Retype, word for word, every line from the one holding "before retry number" through the one holding "-> Result<TranscriptionOutcome, AsrError>" in the entries below, both included, and only those lines.

=== Data in this exercise ===

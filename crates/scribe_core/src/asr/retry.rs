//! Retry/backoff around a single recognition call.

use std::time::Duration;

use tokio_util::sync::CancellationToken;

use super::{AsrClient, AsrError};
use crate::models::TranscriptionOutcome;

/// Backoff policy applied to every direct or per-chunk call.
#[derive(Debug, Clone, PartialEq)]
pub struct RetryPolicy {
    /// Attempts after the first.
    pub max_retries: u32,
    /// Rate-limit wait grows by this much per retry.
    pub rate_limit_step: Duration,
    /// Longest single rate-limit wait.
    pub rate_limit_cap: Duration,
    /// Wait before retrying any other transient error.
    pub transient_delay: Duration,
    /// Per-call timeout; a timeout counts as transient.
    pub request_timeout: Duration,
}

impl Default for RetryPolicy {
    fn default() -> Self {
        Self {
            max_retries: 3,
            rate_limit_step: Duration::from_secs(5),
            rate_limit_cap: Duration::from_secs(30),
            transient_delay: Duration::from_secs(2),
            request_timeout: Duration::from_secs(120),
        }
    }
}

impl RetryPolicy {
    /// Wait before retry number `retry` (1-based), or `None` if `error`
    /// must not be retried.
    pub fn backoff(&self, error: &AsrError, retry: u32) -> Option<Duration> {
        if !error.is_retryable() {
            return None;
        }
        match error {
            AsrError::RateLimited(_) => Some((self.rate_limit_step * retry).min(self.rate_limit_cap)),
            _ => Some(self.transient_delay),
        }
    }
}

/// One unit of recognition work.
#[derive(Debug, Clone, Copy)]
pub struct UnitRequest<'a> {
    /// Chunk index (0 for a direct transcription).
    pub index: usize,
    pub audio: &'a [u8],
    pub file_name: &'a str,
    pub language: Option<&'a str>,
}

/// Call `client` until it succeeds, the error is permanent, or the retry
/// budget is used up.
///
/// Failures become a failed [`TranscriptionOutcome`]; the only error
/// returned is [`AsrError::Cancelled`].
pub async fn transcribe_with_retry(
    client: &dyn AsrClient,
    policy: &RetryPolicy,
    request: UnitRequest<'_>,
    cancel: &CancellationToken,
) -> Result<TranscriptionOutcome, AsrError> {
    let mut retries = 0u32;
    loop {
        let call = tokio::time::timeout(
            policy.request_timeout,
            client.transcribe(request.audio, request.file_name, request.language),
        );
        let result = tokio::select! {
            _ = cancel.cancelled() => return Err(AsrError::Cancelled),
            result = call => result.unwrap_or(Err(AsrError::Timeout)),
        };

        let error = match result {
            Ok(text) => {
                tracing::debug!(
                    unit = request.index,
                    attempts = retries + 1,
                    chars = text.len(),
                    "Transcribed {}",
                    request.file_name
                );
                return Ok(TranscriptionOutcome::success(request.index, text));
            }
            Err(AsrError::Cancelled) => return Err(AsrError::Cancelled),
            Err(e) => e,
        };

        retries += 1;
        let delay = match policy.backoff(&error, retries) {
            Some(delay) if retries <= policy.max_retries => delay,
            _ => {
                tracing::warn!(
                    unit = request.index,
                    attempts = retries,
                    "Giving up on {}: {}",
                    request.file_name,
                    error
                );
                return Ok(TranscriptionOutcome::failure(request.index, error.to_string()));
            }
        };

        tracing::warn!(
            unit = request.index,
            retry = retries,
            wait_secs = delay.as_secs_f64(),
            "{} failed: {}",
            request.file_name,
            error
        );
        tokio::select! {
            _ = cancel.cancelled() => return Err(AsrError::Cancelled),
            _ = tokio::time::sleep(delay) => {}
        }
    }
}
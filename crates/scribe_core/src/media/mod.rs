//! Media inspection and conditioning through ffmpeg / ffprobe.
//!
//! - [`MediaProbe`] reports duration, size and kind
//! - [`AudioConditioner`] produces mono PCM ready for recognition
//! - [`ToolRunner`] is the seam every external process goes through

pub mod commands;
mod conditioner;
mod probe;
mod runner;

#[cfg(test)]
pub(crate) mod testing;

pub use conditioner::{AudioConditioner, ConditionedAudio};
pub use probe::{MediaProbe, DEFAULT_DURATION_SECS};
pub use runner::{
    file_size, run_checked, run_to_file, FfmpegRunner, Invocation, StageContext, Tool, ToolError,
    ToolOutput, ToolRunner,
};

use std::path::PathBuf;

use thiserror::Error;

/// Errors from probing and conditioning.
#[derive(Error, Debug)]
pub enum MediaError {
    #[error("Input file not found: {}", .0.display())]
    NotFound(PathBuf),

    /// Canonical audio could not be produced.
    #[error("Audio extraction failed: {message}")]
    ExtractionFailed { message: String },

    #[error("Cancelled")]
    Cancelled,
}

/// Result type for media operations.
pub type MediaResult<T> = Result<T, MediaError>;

===

• _Your solution_
    /// Wait before retry number `retry` (1-based), or `None` if `error`
    /// must not be retried.
    pub fn backoff(&self, error: &AsrError, retry: u32) -> Option<Duration> {
        if !error.is_retryable() {
            return None;
        }
        match error {
            AsrError::RateLimited(_) => Some((self.rate_limit_step * retry).min(self.rate_limit_cap)),
            _ => Some(self.transient_delay),
        }
    }
}

/// One unit of recognition work.
#[derive(Debug, Clone, Copy)]
pub struct UnitRequest<'a> {
    /// Chunk index (0 for a direct transcription).
    pub index: usize,
    pub audio: &'a [u8],
    pub file_name: &'a str,
    pub language: Option<&'a str>,
}

/// Call `client` until it succeeds, the error is permanent, or the retry
/// budget is used up.
///
/// Failures become a failed [`TranscriptionOutcome`]; the only error
/// returned is [`AsrError::Cancelled`].
pub async fn transcribe_with_retry(
    client: &dyn AsrClient,
    policy: &RetryPolicy,
    request: UnitRequest<'_>,
    cancel: &CancellationToken,
) -> Result<TranscriptionOutcome, AsrError> {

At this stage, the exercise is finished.